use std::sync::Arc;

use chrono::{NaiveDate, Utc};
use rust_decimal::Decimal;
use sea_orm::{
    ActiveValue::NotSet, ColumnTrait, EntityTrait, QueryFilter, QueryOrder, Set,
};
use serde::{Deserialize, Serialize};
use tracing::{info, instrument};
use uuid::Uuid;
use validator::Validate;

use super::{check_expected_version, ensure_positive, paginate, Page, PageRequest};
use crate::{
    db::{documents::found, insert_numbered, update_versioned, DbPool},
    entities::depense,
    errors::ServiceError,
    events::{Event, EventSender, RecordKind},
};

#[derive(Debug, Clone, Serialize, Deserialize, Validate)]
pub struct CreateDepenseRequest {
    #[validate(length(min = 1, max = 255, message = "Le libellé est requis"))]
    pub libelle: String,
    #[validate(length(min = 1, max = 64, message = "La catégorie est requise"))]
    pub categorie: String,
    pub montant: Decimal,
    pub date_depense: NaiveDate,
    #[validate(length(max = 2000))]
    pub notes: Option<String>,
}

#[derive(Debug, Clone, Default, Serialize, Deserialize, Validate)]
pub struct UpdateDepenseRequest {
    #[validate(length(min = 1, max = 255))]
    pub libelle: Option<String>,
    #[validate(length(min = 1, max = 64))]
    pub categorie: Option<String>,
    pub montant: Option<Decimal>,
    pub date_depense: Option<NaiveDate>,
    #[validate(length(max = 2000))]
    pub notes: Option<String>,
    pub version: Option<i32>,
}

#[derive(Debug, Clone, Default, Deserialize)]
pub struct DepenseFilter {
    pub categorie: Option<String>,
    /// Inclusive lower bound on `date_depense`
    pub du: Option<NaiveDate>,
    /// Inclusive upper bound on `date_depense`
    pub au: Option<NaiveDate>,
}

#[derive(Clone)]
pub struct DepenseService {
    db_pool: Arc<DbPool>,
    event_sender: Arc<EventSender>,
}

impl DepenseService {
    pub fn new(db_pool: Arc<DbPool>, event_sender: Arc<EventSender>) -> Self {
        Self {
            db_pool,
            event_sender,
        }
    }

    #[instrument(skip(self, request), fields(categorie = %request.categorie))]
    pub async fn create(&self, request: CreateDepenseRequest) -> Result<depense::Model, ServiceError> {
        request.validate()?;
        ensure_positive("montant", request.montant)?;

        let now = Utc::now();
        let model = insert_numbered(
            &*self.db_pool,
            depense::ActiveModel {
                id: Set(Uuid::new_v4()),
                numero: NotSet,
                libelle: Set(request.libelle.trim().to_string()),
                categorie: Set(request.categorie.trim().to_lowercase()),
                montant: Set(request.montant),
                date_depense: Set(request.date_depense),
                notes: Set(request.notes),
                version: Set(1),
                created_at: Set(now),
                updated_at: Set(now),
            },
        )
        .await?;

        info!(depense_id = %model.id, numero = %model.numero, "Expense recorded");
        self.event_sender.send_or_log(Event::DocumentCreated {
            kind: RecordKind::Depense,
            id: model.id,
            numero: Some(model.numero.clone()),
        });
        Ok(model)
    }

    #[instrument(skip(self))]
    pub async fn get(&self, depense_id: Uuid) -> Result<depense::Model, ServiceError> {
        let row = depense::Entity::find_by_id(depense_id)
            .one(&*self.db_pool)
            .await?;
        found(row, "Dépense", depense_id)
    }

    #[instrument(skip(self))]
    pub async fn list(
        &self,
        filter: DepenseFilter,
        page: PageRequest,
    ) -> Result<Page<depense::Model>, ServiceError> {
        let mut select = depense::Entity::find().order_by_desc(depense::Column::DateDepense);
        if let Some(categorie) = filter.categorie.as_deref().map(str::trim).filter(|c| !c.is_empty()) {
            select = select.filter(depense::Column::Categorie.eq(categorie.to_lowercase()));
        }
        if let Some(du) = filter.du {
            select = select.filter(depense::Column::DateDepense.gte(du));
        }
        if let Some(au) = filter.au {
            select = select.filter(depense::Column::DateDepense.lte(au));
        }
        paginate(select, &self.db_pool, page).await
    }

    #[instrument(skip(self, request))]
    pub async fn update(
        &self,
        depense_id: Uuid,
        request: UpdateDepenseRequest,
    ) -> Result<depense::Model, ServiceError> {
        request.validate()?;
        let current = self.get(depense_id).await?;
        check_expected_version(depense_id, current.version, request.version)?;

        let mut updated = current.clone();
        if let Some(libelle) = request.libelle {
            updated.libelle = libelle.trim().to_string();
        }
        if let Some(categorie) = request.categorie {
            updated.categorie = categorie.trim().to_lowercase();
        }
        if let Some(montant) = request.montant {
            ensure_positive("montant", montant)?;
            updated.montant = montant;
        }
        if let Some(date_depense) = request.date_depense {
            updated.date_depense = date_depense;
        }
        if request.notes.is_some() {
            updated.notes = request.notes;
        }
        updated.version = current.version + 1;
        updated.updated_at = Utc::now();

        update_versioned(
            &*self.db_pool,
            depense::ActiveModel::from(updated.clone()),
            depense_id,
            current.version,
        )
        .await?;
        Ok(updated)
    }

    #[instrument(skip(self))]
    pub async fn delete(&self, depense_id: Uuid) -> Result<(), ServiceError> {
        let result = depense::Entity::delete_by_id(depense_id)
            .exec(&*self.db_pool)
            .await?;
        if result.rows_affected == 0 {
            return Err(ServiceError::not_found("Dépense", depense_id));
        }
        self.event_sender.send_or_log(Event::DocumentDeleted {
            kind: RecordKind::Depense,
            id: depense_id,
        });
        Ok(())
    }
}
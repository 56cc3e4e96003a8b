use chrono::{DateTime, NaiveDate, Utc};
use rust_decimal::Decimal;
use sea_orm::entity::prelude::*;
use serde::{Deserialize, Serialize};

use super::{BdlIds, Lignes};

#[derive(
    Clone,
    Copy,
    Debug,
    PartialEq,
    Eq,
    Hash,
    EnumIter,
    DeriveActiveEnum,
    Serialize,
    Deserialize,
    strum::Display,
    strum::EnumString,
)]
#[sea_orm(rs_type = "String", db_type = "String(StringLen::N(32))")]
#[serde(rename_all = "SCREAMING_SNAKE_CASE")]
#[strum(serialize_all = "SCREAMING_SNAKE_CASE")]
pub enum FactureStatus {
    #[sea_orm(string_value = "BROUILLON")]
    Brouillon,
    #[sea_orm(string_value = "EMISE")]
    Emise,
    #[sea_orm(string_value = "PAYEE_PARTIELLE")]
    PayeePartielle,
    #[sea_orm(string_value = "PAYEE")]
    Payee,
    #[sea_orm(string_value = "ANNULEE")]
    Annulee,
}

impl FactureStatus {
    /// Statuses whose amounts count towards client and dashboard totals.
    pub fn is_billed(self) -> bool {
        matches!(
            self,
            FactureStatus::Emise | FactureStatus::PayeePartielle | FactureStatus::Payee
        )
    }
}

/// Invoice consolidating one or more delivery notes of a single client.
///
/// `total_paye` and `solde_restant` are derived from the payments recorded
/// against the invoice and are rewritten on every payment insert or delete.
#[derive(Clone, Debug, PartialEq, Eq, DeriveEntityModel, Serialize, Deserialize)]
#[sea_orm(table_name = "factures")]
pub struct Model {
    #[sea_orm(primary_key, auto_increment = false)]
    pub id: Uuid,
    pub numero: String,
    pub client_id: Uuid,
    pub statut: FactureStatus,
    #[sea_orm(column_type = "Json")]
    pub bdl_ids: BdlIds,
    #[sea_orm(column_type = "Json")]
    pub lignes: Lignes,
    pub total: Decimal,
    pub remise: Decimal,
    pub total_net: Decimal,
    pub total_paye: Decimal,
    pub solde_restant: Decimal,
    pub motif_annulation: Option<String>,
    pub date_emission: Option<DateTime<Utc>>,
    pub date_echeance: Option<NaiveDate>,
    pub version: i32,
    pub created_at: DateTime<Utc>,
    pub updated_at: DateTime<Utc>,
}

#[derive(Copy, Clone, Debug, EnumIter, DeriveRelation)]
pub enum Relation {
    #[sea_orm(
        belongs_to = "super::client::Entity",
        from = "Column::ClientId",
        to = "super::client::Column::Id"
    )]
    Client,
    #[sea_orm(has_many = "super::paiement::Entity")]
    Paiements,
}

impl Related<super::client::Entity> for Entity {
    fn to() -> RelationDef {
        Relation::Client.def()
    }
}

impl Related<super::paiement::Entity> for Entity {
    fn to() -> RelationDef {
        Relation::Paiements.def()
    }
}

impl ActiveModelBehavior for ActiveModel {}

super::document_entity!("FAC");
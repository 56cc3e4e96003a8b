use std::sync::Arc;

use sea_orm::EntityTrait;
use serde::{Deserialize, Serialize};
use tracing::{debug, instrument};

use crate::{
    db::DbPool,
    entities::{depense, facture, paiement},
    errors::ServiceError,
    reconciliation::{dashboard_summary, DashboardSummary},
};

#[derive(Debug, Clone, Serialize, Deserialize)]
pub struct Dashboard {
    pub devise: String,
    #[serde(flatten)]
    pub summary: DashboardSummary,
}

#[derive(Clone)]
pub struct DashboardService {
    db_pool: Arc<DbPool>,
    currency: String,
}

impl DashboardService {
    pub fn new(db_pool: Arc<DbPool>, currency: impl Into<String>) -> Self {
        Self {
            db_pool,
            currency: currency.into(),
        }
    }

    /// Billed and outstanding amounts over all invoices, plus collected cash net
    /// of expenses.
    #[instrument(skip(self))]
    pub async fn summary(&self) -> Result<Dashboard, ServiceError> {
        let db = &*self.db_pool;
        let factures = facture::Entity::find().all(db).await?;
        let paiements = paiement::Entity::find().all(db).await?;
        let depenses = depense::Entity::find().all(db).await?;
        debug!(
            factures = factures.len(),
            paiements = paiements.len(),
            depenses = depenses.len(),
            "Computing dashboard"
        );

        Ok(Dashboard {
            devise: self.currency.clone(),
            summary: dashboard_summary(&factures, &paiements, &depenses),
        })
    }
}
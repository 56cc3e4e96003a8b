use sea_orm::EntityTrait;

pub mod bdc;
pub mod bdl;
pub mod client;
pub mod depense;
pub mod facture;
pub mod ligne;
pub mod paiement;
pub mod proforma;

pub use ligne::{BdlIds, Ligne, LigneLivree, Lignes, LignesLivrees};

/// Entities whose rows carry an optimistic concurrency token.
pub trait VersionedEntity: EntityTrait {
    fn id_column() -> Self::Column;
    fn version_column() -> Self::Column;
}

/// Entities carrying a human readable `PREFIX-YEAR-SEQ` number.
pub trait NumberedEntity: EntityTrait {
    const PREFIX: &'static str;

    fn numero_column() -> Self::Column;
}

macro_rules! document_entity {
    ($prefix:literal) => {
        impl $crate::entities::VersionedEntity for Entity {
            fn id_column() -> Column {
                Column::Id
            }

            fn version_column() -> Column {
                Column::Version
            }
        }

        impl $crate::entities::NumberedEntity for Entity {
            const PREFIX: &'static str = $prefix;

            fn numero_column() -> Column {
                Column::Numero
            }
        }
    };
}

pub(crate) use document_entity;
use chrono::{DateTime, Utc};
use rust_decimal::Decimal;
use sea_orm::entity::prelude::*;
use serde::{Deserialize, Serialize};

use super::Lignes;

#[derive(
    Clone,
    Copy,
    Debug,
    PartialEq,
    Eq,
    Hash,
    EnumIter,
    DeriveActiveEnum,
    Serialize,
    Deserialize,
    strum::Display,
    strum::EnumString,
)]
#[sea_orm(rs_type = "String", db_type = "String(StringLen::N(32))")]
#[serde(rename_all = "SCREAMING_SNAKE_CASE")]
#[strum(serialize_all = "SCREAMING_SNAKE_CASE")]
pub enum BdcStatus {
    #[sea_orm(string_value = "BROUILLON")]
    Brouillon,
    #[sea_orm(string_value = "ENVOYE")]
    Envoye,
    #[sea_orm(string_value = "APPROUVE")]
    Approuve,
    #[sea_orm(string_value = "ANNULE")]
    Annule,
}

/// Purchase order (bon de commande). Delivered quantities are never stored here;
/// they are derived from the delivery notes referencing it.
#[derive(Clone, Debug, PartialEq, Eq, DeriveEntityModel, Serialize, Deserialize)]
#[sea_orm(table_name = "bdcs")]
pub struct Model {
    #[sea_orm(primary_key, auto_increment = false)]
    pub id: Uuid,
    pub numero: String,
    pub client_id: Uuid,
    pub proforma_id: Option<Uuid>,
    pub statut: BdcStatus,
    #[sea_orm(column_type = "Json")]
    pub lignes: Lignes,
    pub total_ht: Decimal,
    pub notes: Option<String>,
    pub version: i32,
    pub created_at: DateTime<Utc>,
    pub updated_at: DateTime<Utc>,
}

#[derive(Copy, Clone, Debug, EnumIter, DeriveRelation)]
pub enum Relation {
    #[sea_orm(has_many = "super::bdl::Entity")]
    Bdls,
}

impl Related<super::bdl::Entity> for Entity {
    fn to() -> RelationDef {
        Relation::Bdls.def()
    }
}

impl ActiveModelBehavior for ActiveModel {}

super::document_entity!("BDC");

######

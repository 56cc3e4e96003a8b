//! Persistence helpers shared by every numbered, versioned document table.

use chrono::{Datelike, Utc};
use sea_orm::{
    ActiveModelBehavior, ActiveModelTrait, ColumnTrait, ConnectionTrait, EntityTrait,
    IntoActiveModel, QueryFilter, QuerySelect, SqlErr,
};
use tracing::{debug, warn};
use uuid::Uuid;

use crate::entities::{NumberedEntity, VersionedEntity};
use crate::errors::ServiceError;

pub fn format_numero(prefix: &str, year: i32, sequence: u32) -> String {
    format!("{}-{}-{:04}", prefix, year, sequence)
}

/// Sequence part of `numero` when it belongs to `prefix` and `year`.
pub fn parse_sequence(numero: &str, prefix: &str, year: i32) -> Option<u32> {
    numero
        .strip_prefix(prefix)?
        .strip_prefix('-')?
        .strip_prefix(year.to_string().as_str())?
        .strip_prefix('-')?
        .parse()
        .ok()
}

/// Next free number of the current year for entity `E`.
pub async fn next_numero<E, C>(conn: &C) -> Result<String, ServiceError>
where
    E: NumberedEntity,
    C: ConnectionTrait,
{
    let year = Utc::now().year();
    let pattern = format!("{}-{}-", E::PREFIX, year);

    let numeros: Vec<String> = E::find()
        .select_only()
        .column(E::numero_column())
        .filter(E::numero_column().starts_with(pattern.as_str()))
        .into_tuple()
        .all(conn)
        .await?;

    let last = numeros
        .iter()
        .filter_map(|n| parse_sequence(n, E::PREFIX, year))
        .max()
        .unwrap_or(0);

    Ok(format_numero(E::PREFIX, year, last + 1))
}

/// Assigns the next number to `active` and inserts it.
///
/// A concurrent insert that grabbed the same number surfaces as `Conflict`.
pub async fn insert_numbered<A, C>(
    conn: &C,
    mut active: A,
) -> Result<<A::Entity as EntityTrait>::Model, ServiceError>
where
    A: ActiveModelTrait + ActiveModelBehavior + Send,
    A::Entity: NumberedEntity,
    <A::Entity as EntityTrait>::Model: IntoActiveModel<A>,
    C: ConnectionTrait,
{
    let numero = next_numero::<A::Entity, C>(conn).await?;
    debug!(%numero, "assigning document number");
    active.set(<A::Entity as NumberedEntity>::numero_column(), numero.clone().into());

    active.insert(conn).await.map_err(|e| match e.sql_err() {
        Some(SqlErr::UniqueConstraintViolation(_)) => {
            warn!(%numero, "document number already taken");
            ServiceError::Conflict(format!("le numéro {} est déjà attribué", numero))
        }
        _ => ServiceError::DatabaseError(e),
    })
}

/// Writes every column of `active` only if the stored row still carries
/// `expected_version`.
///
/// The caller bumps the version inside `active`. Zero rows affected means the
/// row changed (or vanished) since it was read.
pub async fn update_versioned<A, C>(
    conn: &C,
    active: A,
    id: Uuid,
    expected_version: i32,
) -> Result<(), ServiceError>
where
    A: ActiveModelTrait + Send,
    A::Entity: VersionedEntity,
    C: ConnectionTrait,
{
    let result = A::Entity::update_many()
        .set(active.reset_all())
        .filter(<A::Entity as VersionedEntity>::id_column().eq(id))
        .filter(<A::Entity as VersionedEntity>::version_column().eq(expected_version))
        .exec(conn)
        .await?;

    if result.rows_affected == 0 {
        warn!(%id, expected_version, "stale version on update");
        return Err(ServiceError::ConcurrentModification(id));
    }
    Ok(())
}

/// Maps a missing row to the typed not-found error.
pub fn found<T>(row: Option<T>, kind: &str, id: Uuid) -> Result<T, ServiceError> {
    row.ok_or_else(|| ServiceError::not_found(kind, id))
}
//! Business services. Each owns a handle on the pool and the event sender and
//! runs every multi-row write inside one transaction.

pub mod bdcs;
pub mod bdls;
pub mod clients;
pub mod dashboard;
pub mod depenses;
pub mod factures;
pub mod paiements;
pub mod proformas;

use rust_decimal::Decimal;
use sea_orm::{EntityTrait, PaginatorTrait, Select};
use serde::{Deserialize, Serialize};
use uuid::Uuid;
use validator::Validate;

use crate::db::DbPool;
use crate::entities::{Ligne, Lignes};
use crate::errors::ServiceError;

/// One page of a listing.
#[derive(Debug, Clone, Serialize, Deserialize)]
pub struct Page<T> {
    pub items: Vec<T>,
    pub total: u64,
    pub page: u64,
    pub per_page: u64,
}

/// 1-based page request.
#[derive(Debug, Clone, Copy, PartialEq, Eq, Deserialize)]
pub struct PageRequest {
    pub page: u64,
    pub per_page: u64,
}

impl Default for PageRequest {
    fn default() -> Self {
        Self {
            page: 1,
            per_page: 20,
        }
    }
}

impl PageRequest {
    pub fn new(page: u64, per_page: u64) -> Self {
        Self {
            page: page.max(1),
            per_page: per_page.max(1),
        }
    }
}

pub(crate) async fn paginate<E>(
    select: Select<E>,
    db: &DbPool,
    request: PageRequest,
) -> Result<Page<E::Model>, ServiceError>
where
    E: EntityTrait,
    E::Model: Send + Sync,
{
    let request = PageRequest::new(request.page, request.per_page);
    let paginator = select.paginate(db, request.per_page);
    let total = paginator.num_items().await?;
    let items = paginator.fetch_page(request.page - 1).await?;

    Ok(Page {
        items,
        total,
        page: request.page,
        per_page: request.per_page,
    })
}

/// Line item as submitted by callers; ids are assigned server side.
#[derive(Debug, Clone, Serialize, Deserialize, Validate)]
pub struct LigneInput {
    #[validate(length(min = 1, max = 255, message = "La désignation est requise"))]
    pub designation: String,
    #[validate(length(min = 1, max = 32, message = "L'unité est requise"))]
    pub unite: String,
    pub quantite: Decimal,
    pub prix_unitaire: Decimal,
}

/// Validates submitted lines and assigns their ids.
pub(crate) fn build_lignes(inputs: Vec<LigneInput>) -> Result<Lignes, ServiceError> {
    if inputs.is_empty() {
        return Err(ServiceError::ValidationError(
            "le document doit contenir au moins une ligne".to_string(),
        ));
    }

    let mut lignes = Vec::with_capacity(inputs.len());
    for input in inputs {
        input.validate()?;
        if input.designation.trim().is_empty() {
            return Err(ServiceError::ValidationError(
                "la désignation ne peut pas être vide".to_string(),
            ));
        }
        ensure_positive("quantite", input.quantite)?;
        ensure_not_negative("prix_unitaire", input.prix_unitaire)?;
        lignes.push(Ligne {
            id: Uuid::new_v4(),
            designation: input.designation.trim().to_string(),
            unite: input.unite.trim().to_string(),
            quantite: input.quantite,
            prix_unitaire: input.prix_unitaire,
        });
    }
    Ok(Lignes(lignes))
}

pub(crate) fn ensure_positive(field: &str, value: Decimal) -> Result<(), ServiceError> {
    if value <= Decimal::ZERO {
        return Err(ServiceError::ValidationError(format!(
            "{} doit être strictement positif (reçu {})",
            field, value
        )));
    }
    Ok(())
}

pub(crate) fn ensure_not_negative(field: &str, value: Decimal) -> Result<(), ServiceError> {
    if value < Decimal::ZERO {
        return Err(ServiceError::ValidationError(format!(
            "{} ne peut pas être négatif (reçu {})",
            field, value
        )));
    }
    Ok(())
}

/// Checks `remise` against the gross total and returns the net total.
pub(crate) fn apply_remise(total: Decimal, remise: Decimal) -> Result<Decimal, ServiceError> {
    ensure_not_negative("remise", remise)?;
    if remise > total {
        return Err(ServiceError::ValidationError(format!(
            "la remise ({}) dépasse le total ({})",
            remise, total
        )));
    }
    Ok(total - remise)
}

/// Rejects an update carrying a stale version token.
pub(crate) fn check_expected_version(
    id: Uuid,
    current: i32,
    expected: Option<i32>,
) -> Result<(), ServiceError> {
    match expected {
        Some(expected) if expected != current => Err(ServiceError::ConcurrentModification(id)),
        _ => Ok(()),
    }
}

######

### THE PROBLEM
Copy all lines from the entries that contain the word "montant".

### SOLUTION TO THE EXERCISE
    pub montant: Decimal,
    pub montant: Option<Decimal>,
        ensure_positive("montant", request.montant)?;
                montant: Set(request.montant),
        if let Some(montant) = request.montant {
            ensure_positive("montant", montant)?;
            updated.montant = montant;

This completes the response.